[[ Provided entries open ]]

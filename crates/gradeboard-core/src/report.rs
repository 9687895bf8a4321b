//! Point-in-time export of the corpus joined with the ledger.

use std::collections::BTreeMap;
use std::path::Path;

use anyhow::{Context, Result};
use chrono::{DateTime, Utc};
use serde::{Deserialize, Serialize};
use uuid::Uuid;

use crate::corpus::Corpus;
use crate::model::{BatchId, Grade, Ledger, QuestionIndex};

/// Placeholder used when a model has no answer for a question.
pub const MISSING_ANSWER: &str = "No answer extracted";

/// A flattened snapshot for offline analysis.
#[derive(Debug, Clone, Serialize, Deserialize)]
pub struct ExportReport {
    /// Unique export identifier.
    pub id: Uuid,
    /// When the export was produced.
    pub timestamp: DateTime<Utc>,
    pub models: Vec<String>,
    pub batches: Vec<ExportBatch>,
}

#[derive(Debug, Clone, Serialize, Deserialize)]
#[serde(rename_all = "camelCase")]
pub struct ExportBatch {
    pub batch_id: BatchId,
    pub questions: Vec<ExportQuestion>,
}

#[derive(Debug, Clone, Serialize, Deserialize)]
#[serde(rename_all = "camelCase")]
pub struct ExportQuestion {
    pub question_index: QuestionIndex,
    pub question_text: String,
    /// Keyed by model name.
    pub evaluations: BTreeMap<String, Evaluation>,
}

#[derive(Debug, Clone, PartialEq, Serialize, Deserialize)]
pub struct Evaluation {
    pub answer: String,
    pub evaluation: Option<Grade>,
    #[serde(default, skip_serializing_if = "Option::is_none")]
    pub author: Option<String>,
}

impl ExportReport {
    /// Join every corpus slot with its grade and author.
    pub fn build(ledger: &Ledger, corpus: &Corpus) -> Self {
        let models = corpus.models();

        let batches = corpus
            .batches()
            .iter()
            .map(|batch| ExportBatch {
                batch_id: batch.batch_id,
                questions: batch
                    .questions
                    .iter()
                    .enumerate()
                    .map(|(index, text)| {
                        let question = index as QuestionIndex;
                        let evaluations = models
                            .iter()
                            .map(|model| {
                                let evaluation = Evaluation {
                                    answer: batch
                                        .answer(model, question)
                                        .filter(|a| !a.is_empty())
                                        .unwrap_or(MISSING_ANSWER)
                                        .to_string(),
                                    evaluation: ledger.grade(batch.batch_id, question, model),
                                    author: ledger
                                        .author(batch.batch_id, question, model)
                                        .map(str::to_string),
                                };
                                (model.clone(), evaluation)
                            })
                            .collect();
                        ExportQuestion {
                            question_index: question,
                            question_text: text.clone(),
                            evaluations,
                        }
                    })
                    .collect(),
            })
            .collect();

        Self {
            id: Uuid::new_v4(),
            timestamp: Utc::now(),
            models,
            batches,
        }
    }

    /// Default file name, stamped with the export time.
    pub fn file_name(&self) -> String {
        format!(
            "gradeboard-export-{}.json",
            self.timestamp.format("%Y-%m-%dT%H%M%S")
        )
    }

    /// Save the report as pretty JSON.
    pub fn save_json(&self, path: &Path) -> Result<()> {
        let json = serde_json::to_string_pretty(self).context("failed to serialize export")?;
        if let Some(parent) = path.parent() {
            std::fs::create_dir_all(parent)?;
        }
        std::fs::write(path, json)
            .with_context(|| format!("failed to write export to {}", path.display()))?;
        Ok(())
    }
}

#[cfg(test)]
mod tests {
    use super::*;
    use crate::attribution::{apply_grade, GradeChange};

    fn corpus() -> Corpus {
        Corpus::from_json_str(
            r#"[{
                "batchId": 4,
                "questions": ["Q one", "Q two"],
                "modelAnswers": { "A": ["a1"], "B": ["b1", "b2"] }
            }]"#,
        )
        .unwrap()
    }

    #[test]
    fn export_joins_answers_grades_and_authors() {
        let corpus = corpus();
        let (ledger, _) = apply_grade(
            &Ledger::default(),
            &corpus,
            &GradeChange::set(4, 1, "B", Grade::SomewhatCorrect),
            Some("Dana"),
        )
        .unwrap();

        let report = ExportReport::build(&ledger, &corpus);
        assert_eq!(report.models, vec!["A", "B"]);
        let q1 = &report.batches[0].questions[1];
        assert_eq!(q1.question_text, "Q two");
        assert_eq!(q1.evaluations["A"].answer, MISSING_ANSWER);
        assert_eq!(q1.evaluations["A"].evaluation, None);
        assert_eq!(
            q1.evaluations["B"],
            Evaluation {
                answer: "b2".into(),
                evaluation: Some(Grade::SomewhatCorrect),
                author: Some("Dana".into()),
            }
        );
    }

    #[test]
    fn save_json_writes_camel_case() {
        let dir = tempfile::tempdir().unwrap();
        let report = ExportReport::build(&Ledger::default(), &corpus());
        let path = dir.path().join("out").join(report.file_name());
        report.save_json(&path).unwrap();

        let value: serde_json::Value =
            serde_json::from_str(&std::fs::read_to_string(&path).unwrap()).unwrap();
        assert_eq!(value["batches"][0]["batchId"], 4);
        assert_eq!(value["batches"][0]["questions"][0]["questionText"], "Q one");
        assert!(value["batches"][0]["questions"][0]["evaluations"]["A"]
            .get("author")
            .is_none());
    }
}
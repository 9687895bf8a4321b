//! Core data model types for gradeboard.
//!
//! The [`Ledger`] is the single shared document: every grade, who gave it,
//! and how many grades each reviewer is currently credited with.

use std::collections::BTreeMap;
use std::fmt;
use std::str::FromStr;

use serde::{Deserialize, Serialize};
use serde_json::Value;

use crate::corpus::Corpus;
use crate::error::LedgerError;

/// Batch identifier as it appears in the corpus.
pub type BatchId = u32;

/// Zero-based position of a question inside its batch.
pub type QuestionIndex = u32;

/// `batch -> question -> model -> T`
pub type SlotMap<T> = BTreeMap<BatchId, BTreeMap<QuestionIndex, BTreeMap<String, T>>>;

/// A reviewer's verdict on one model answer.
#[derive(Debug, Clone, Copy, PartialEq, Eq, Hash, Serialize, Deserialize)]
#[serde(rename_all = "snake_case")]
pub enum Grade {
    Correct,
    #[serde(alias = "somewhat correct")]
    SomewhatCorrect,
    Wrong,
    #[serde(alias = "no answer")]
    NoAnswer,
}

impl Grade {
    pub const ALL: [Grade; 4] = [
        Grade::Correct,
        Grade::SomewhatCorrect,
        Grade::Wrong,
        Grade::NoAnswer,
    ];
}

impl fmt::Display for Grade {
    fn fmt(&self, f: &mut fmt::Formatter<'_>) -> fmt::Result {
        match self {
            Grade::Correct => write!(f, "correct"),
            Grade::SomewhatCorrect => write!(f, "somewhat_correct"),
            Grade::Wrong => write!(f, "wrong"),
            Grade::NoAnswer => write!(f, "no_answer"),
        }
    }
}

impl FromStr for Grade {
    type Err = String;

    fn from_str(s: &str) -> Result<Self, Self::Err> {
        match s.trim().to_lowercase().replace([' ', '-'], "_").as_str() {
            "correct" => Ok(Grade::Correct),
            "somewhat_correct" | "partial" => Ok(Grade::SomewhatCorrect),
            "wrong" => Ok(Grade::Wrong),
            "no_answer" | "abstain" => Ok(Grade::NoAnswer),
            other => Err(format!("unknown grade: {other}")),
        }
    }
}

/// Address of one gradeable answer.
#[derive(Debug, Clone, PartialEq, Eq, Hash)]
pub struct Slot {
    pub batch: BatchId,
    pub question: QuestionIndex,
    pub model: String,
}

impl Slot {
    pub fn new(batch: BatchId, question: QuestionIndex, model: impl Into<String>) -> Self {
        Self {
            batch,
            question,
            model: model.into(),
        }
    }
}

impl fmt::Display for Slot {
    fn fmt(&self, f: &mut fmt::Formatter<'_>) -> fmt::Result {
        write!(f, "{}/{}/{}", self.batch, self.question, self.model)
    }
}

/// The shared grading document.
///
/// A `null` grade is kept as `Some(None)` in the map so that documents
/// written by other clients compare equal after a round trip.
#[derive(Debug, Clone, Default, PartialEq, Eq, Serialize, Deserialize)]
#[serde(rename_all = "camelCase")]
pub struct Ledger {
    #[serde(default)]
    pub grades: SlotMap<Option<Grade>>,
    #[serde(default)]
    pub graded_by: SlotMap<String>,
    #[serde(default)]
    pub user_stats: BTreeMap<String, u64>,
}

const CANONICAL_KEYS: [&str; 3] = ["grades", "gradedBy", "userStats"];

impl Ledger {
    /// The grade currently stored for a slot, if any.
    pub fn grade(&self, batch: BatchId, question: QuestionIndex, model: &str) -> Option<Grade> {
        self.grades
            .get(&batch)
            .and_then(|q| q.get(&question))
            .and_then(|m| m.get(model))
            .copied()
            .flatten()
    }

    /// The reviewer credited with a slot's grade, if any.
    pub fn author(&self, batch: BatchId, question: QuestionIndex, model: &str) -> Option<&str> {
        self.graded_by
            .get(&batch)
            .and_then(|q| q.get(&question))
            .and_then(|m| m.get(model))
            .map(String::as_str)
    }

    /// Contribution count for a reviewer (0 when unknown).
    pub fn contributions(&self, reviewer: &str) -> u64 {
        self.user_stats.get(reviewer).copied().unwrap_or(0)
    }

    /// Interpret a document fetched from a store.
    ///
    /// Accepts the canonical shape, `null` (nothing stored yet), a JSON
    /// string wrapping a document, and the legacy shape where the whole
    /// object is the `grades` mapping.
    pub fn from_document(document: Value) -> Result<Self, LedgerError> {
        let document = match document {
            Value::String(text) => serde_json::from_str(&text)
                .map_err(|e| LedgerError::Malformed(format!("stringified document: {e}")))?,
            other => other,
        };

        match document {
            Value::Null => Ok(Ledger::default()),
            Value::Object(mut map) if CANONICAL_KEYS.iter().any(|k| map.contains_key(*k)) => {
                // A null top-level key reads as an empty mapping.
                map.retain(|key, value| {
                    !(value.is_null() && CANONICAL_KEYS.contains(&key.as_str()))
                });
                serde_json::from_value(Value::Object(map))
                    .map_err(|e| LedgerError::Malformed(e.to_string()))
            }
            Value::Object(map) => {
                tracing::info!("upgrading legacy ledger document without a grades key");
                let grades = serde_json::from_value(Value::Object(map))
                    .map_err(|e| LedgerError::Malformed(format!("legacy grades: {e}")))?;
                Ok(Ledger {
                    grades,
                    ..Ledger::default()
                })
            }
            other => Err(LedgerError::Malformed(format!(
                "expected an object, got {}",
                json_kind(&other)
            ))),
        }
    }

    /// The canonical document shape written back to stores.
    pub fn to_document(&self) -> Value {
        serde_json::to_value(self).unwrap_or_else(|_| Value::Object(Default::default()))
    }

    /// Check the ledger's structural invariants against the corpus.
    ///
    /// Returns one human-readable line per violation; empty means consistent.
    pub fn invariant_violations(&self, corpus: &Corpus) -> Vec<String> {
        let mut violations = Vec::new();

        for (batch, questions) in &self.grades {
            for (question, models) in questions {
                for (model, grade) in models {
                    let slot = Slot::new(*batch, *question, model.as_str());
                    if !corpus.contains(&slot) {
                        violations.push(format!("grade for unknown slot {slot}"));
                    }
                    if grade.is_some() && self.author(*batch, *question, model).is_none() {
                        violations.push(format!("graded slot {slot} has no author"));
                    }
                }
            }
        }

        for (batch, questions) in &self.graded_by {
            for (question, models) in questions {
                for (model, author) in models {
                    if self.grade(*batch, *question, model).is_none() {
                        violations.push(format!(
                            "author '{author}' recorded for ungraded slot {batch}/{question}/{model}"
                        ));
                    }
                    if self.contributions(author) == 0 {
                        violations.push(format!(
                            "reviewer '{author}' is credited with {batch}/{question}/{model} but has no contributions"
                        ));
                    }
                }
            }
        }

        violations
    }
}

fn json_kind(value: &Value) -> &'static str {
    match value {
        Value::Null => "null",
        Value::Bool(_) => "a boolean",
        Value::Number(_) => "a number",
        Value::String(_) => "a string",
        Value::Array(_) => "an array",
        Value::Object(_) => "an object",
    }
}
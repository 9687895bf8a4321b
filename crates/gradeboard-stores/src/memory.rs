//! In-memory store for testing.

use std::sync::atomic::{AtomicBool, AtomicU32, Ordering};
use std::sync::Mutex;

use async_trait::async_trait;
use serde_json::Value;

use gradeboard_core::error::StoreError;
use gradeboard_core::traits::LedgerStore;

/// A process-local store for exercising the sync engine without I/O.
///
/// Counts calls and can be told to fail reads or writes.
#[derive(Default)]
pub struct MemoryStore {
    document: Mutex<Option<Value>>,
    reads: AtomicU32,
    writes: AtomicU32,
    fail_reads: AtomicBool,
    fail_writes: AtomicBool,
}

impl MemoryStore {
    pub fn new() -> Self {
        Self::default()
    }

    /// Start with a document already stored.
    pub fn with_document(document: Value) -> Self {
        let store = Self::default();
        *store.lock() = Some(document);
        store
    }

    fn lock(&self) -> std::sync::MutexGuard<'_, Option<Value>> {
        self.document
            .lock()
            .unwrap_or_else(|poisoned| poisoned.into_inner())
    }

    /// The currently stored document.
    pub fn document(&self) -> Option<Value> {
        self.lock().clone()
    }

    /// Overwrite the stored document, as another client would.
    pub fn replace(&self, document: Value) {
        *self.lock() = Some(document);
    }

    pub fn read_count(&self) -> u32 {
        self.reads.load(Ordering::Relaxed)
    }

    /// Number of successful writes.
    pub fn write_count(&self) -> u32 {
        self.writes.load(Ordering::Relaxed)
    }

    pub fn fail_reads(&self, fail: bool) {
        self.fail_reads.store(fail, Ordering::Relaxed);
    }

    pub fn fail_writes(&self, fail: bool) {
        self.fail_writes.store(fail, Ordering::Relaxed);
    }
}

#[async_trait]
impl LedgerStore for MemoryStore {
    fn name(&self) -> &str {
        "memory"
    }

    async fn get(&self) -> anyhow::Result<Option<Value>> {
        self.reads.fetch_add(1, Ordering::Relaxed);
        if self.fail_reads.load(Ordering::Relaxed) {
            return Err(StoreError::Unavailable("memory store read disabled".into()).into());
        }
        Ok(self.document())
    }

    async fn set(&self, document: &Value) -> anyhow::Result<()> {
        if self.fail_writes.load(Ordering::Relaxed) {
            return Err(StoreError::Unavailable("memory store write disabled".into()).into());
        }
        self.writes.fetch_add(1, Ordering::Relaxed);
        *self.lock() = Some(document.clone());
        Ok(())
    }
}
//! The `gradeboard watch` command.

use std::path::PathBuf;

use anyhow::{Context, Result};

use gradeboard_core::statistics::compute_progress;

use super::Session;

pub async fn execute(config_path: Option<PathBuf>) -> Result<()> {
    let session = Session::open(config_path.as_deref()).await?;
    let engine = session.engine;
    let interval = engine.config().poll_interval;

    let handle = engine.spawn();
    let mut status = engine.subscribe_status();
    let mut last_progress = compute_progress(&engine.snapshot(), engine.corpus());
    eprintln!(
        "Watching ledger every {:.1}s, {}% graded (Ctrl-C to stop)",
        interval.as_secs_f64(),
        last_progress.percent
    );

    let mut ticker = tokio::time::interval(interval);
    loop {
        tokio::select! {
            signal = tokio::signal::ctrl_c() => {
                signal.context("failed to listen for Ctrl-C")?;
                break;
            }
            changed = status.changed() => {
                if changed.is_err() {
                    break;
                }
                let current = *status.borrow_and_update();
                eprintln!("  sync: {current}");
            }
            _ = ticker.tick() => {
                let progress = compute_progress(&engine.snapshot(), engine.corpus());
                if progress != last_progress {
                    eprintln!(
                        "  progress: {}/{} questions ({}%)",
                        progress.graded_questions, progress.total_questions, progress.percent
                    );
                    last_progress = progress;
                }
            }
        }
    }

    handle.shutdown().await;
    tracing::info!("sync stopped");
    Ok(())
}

[[ Provided entries closed ]]

Work to be completed |
Whenever a line in the records above contains the string "every", copy that line.

Reply |
    /// Join every corpus slot with its grade and author.
//! The [`Ledger`] is the single shared document: every grade, who gave it,
        "Watching ledger every {:.1}s, {}% graded (Ctrl-C to stop)",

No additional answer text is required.